AGI – I prodotti pensati per rimpiazzare l’uso dell’olio di palma, associato alla deforestazione e alla conseguente perdita della biodiversità, potrebbero rivelarsi addirittura più dannosi per l’ambiente. È quanto emerge da uno studio, pubblicato sulla rivista Nature Plants, condotto dagli esperti dell’Università del Queensland, in Australia, che hanno valutato l’impatto delle catene di approvvigionamento e produzione dell’olio di palma e surrogati.
“Il materiale estratto dal frutto della palma da olio – afferma Erik Meijaard dell’Università del Queensland – è economico e versatile e rappresenta l’olio vegetale più comune al mondo. La produzione globale di questo lubrificante è triplicata dal 1995 al 2015, con la conseguente deforestazione e la perdita di ampie fasce di foreste pluviali in Malesia e Indonesia”.
Il team ha valutato che le nuove piantagioni di olio di palma nel Borneo malese hanno rappresentato il 50 per cento del contributo alla deforestazione avvenuta tra il 1972 e il 2015, mentre un rapporto degli attivisti di Global Forest Watch attesta che l’Indonesia ha perso 26,8 milioni di ettari di copertura arborea tra il 2001 e il 2009.
“La crescente domanda globale di olio vegetale, che secondo i nostri dati aumenterà del 46 per cento entro il 2050 – aggiunge l’esperto – potrebbe portare alla coltivazione di prodotti come soia o colza, che richiedono tempi maggiori per crescere.

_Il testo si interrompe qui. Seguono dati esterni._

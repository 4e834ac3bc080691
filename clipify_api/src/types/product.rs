//! Products returned by the `/products` and `/product` endpoints.

use serde_json::{Number, Value};

use super::raw::{bool_field, json_object, list_field, number_field, str_field};

json_object! {
    /// A catalog product.
    ///
    /// Prices are decimal strings on the wire and are returned that way.
    /// Counters are returned as raw JSON numbers.
    Product
}

impl Product {
    pub fn base_price(&self) -> Option<&str> {
        str_field(&self.0, "basePrice")
    }

    pub fn ct(&self) -> Option<&str> {
        str_field(&self.0, "ct")
    }

    pub fn description(&self) -> Option<&str> {
        str_field(&self.0, "description")
    }

    pub fn enabled(&self) -> Option<bool> {
        bool_field(&self.0, "enabled")
    }

    /// Primary image URL.
    pub fn image(&self) -> Option<&str> {
        str_field(&self.0, "image")
    }

    /// All image URLs, primary included. Non-string entries are skipped.
    pub fn images(&self) -> Option<Vec<&str>> {
        let images = self.0.get("images")?.as_array()?;
        Some(images.iter().filter_map(Value::as_str).collect())
    }

    pub fn modifiers(&self) -> Option<Vec<ProductModifier>> {
        list_field(&self.0, "modifiers")
    }

    pub fn number_of_modifiers(&self) -> Option<&Number> {
        number_field(&self.0, "numberOfModifiers")
    }

    pub fn number_of_variants(&self) -> Option<&Number> {
        number_field(&self.0, "numberOfVariants")
    }

    pub fn price(&self) -> Option<&str> {
        str_field(&self.0, "price")
    }

    pub fn product_id(&self) -> Option<&str> {
        str_field(&self.0, "productId")
    }

    pub fn product_name(&self) -> Option<&str> {
        str_field(&self.0, "productName")
    }

    pub fn sku(&self) -> Option<&str> {
        str_field(&self.0, "sku")
    }

    pub fn stock(&self) -> Option<&Number> {
        number_field(&self.0, "stock")
    }

    pub fn stock_status(&self) -> Option<&str> {
        str_field(&self.0, "stockStatus")
    }

    pub fn version(&self) -> Option<&str> {
        str_field(&self.0, "version")
    }
}

json_object! {
    /// A modifier group attached to a product.
    ProductModifier
}

impl ProductModifier {
    pub fn modifier_id(&self) -> Option<&str> {
        str_field(&self.0, "modifierId")
    }

    pub fn modifier_name(&self) -> Option<&str> {
        str_field(&self.0, "modifierName")
    }

    /// Modifier options. Only `GET /product` fills these in.
    pub fn options(&self) -> Option<&Vec<Value>> {
        self.0.get("options")?.as_array()
    }
}
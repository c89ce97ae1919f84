use time::{OffsetDateTime, UtcOffset};

use super::{MinuteOfDay, MINUTES_PER_DAY};

/// A reference instant on the vendor's local wall clock.
#[derive(Debug, Clone, Copy, PartialEq, Eq, Hash)]
pub struct LocalInstant {
    weekday: u8,
    minutes: MinuteOfDay,
}

impl LocalInstant {
    /// `weekday` is 0 (Sunday) to 6; out-of-range inputs wrap.
    pub fn new(weekday: u8, minutes: MinuteOfDay) -> Self {
        Self {
            weekday: weekday % 7,
            minutes: minutes % MINUTES_PER_DAY,
        }
    }

    pub fn at(weekday: u8, hour: u8, minute: u8) -> Self {
        Self::new(weekday, u16::from(hour) * 60 + u16::from(minute))
    }

    /// Wall-clock view of `instant` at `offset`.
    pub fn from_datetime(instant: OffsetDateTime, offset: UtcOffset) -> Self {
        let local = instant.to_offset(offset);
        Self::at(
            local.weekday().number_days_from_sunday(),
            local.hour(),
            local.minute(),
        )
    }

    /// The current instant at `offset`. Only callers reach for the clock;
    /// evaluation always receives an explicit instant.
    pub fn now(offset: UtcOffset) -> Self {
        Self::from_datetime(OffsetDateTime::now_utc(), offset)
    }

    pub fn weekday(&self) -> u8 {
        self.weekday
    }

    pub fn minutes(&self) -> MinuteOfDay {
        self.minutes
    }

    pub fn yesterday(&self) -> u8 {
        (self.weekday + 6) % 7
    }
}
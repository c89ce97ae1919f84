mod dto;
mod error;
pub mod repo;
mod repo_types;
pub mod services;

pub use dto::{Pagination, ProfileUpdate, UpdateProfileRequest, VendorSummary, MAX_LIMIT};
pub use error::ProfileError;
pub use repo::{ContactNumberTaken, MemoryProfileStore, PgProfileStore, ProfileStore};
pub use repo_types::{Vendor, VendorRow};
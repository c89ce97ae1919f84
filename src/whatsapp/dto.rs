use serde::Deserialize;
use uuid::Uuid;

use crate::geo::Coordinates;

/// Inbound WhatsApp webhook message (form fields, PascalCase).
#[derive(Debug, Clone, Default, Deserialize)]
#[serde(rename_all = "PascalCase")]
pub struct InboundMessage {
    pub from: String, // "whatsapp:+919876543210"
    #[serde(default)]
    pub body: Option<String>,
    #[serde(default)]
    pub latitude: Option<String>,
    #[serde(default)]
    pub longitude: Option<String>,
}

#[derive(Debug, Clone, PartialEq)]
pub enum LocationUpdateOutcome {
    Updated { vendor_id: Uuid, location: Coordinates },
    UnknownSender,
    NoLocation,
}

impl LocationUpdateOutcome {
    /// Text sent back to the vendor on WhatsApp.
    pub fn reply(&self) -> String {
        match self {
            LocationUpdateOutcome::Updated { location, .. } => format!(
                "Location updated to {:.5}, {:.5}. Customers can now find you on the map.",
                location.latitude, location.longitude
            ),
            LocationUpdateOutcome::UnknownSender => {
                "This number is not registered as a vendor. Add it to your profile first.".into()
            }
            LocationUpdateOutcome::NoLocation => {
                "Please share your current location or send a map link to update your stall."
                    .into()
            }
        }
    }
}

L’espansione della produzione di olio di palma, affinché domanda e offerta siano soddisfatte, richiederebbe un totale di 36 milioni di ettari di terreno aggiuntivo, mentre la sostituzione con la soia si tradurrebbe in un totale di 204 milioni di ettari in più”. Lo scienziato sottolinea che, nonostante la nostra conoscenza dell’olio di palma e dei suoi impatti sulla biodiversità, sulla società e sull’ambiente siano ben noti, le altre colture non sono altrettanto comprese.
“Rinunciare all’olio di palma significa puntare su un'altra sostanza – osserva l’autore – il danno ambientale causato dalle piantagioni di palma da olio giustifica l'attenzione che il problema riceve, ma è fondamentale che questa riflessione porti a processi decisionali basati su una buona conoscenza e su un discreto livello di comprensione, o i problemi che ne deriverebbero sarebbero davvero gravi”.
Il gruppo di ricerca propone di affrontare la carenza di informazioni creando mappe globali aggiornate che mostrino i siti di coltivazione di colture alternative, per determinare quanta terra e quale tipo di ecosistemi naturali sono stati influenzati da queste agricolture.
“Sono necessari ulteriori indagini sulle colture – ribadisce Varsha Vijay, dell’Università del Tennessee, che ha studiato l'impatto ambientale dell'olio di palma – i pianificatori dovrebbero evitare di concentrarsi su confronti ristretti dell'uso del suolo. L’olio di palma ha una buona resa per ettaro, ma è quasi interamente coltivato in aree note per essere importanti per la biodiversità. La nostra analisi evidenzia che sono 321 le specie minacciate dall'olio di palma, contro 73 per la soia e una per la colza”. “Oltre alla superficie impiegata – conclude Vijay – è importante considerare l’ubicazione del raccolto e il suo impatto sotto tutti i punti di vista per poter effettuare poi le scelte più adeguate e sostenibili”.